**Exercise description**:
Please filter the data below down to the lines holding the string "IntoResponse".

#####

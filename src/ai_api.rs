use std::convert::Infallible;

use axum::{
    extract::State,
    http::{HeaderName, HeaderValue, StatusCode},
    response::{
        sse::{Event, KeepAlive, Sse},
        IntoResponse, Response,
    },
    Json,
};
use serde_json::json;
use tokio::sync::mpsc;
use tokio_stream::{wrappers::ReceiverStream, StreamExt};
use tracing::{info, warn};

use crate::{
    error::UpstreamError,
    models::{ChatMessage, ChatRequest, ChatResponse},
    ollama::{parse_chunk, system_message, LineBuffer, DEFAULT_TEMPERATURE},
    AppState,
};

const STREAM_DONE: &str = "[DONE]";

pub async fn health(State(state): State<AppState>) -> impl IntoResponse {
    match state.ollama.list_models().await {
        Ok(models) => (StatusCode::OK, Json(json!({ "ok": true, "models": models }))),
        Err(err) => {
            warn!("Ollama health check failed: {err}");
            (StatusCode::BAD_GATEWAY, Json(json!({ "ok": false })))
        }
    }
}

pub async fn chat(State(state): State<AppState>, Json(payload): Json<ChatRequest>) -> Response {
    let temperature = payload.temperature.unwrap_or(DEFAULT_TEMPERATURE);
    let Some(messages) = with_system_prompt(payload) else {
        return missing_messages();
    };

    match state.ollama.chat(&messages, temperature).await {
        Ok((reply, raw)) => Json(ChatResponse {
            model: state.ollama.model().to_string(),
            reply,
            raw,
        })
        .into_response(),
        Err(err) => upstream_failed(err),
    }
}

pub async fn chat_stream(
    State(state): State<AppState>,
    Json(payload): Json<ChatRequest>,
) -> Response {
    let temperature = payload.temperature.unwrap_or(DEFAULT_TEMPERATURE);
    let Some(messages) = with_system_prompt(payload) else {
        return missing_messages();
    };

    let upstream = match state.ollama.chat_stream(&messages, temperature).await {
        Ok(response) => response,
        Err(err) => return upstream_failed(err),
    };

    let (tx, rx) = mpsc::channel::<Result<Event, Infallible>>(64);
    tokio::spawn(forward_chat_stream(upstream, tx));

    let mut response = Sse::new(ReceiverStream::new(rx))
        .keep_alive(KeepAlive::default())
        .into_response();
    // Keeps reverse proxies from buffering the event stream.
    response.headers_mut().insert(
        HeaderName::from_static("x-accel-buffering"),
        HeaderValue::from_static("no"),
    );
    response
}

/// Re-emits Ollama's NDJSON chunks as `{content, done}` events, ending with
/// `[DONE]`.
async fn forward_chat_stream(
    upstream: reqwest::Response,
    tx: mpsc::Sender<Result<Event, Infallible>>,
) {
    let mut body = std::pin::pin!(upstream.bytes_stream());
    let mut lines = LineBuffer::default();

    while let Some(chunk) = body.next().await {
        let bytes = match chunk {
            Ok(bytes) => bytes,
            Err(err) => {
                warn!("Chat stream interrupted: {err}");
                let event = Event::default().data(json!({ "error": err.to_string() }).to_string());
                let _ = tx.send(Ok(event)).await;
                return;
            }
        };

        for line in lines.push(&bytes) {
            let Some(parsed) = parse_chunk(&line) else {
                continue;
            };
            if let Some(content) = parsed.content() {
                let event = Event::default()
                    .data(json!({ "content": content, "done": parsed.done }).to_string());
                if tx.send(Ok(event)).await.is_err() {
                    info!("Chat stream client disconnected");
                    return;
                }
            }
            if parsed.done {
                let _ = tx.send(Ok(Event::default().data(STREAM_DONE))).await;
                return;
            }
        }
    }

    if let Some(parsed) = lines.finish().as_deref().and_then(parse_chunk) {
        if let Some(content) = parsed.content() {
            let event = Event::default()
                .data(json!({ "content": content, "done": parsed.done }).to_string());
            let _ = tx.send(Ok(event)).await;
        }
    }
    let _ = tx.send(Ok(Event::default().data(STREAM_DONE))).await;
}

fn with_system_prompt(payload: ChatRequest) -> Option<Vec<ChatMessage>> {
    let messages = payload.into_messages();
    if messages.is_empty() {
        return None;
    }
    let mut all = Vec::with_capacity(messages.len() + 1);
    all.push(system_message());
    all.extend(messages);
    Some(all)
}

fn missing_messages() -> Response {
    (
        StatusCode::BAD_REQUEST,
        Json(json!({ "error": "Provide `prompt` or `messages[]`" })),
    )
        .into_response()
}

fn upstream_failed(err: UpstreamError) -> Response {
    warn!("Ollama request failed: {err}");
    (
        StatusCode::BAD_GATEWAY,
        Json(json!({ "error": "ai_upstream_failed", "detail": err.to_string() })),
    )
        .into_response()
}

#####

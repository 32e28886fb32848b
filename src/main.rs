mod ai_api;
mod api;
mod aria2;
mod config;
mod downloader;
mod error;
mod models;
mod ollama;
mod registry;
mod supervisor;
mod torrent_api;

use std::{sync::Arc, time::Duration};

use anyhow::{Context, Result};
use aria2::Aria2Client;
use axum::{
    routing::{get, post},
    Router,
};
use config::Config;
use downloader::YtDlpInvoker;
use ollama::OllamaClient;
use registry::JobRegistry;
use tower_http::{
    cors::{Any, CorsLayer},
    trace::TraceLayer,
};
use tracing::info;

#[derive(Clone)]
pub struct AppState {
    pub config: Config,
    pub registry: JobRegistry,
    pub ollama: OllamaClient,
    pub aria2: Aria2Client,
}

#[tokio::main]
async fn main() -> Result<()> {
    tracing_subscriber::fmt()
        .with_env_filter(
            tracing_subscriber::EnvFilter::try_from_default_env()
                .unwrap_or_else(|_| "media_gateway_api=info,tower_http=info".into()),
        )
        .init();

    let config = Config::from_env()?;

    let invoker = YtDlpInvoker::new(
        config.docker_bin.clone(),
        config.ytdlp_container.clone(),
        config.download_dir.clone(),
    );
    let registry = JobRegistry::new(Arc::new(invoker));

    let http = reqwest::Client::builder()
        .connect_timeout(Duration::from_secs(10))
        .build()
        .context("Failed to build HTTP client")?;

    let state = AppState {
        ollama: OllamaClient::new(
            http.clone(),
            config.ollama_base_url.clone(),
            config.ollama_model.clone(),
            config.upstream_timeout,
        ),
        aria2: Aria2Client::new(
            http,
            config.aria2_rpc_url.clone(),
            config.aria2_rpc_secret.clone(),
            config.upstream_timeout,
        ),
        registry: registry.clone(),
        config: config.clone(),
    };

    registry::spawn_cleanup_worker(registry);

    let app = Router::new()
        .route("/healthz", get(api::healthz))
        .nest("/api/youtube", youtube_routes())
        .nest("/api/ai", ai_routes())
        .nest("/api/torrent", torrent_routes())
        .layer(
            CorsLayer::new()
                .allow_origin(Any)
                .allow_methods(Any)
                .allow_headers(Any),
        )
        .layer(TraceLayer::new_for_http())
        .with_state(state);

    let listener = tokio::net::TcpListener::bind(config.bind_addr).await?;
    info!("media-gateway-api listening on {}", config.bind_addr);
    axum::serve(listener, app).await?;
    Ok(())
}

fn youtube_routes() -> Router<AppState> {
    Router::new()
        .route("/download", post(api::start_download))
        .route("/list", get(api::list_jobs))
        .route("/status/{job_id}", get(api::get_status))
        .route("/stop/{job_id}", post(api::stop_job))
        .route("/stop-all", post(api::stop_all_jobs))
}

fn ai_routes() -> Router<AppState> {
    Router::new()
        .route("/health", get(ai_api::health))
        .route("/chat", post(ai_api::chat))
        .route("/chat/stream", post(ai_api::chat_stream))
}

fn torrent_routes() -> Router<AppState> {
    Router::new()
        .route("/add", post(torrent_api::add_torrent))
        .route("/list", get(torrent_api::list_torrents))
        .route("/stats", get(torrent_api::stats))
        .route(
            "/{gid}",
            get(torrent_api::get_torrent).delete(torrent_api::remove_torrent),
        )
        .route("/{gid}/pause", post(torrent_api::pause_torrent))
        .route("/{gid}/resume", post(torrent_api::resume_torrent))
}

#####

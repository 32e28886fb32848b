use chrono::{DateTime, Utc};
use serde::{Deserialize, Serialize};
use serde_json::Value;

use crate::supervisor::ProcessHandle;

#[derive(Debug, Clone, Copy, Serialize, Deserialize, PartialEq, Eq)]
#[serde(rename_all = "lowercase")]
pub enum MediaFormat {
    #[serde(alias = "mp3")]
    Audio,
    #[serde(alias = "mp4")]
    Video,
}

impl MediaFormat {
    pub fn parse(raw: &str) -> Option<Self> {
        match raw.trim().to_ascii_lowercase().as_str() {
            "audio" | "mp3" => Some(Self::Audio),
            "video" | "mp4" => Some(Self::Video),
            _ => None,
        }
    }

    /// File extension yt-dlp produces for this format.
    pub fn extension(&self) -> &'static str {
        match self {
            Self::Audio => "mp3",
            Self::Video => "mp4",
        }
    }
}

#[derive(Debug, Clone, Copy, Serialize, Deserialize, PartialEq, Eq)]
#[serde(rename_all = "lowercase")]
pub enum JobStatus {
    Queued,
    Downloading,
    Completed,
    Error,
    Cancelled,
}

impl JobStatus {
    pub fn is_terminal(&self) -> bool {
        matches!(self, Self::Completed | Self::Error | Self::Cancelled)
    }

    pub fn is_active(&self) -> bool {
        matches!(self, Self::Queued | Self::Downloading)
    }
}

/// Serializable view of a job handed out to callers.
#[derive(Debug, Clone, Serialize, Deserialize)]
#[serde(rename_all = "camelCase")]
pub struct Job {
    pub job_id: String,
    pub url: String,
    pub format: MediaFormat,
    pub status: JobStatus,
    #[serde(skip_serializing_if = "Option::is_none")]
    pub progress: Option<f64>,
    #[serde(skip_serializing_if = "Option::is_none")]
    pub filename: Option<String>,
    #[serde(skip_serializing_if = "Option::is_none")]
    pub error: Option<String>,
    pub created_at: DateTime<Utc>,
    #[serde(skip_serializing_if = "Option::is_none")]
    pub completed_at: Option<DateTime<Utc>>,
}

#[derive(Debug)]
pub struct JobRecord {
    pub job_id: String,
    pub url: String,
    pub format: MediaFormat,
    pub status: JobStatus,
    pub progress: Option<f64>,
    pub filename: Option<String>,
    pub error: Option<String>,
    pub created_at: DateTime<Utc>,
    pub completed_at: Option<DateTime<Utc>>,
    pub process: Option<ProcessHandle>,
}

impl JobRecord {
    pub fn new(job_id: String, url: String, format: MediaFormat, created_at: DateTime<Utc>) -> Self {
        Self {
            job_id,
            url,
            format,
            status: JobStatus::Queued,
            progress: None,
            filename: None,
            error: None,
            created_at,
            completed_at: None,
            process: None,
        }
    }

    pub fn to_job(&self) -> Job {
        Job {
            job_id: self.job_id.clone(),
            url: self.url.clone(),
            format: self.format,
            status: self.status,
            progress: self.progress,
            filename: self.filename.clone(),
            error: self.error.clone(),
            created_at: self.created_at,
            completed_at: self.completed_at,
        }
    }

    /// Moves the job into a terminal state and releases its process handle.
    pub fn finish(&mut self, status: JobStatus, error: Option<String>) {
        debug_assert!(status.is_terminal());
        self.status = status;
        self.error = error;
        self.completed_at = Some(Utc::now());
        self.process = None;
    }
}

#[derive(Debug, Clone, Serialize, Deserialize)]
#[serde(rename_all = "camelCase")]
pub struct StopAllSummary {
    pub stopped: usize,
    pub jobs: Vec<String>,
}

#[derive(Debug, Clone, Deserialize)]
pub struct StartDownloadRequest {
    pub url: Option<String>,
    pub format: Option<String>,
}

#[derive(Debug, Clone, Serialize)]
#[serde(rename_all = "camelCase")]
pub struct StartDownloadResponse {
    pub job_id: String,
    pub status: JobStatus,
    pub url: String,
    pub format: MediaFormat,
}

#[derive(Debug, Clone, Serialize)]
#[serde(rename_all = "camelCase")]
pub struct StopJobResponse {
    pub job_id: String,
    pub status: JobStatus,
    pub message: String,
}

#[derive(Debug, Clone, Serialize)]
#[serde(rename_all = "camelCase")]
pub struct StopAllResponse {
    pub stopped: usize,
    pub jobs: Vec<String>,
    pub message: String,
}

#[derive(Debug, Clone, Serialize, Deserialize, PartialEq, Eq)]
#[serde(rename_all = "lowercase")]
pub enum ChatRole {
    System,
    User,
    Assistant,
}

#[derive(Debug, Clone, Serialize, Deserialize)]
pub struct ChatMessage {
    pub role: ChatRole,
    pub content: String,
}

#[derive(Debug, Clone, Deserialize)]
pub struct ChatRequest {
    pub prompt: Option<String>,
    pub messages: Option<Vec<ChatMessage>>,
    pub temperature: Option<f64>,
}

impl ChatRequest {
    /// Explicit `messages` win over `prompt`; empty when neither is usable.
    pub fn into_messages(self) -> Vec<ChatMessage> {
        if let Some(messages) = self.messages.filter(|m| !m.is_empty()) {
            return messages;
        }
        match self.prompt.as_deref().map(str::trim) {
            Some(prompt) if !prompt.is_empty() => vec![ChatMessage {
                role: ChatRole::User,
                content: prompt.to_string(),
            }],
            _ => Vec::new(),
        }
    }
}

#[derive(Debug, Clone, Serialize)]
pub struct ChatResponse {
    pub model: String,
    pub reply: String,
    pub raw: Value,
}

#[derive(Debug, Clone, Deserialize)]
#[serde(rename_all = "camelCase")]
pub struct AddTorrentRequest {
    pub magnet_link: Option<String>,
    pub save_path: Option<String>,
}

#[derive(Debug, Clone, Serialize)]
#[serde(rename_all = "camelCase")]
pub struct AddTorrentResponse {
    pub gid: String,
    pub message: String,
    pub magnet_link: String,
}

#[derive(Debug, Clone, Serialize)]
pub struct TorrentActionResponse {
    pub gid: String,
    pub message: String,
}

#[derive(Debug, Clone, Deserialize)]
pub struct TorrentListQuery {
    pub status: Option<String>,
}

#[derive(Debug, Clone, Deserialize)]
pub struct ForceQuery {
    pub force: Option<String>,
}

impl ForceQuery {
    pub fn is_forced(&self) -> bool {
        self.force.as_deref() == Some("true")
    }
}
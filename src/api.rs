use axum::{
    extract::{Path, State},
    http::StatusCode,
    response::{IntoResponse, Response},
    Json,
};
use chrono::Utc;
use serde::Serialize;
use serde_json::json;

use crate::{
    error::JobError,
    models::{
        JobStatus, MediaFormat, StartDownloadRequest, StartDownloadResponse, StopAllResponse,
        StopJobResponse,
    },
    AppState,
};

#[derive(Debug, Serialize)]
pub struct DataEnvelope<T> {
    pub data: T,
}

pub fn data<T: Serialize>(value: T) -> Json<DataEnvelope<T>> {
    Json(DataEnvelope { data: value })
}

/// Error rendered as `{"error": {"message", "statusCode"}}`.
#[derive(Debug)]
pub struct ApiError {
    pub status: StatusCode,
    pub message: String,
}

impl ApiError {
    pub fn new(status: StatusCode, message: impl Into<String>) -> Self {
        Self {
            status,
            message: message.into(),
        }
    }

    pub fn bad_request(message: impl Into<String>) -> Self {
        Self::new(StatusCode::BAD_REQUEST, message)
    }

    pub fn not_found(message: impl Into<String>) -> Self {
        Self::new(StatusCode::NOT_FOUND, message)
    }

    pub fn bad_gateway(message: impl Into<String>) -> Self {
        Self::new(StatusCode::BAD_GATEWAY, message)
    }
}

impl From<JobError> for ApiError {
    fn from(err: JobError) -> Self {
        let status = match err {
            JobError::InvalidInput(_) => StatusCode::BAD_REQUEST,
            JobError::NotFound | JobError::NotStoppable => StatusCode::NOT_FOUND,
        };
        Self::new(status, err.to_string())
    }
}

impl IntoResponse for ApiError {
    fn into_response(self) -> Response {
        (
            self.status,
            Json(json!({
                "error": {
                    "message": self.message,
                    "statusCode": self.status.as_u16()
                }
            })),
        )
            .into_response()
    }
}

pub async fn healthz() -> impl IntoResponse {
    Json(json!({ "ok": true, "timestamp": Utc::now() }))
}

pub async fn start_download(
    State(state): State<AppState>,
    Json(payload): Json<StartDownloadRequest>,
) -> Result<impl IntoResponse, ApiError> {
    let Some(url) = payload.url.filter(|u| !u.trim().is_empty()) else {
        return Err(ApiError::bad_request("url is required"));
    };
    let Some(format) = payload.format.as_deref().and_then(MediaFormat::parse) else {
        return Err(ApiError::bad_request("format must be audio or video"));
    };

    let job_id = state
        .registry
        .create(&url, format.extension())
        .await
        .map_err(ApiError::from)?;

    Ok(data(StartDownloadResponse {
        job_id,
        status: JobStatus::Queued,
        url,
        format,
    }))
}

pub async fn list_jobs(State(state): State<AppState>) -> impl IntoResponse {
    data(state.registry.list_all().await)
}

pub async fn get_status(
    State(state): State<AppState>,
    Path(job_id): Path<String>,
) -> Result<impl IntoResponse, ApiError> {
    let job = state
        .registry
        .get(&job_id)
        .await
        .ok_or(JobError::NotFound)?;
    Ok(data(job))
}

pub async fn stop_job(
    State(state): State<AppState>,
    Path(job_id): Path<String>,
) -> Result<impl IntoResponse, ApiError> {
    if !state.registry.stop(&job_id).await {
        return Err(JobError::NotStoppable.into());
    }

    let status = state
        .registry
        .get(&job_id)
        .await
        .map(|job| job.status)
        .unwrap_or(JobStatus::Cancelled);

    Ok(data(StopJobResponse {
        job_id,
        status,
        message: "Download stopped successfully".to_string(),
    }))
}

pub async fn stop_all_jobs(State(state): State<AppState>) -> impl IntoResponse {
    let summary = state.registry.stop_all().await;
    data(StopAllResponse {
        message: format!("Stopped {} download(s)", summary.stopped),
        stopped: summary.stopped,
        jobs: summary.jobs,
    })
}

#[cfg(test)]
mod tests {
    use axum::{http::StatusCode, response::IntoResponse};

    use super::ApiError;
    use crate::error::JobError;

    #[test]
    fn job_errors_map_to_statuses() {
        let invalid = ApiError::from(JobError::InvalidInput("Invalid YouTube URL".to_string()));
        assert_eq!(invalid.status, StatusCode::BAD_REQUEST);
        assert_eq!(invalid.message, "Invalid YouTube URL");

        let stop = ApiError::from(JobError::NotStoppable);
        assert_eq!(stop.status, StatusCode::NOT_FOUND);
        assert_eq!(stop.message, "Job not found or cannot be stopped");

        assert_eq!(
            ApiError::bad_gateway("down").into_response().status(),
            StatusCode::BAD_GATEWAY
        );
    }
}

#####

**Result**:
        IntoResponse, Response,
pub async fn health(State(state): State<AppState>) -> impl IntoResponse {
    response::{IntoResponse, Response},
impl IntoResponse for ApiError {
pub async fn healthz() -> impl IntoResponse {
) -> Result<impl IntoResponse, ApiError> {
pub async fn list_jobs(State(state): State<AppState>) -> impl IntoResponse {
) -> Result<impl IntoResponse, ApiError> {
) -> Result<impl IntoResponse, ApiError> {
pub async fn stop_all_jobs(State(state): State<AppState>) -> impl IntoResponse {
    use axum::{http::StatusCode, response::IntoResponse};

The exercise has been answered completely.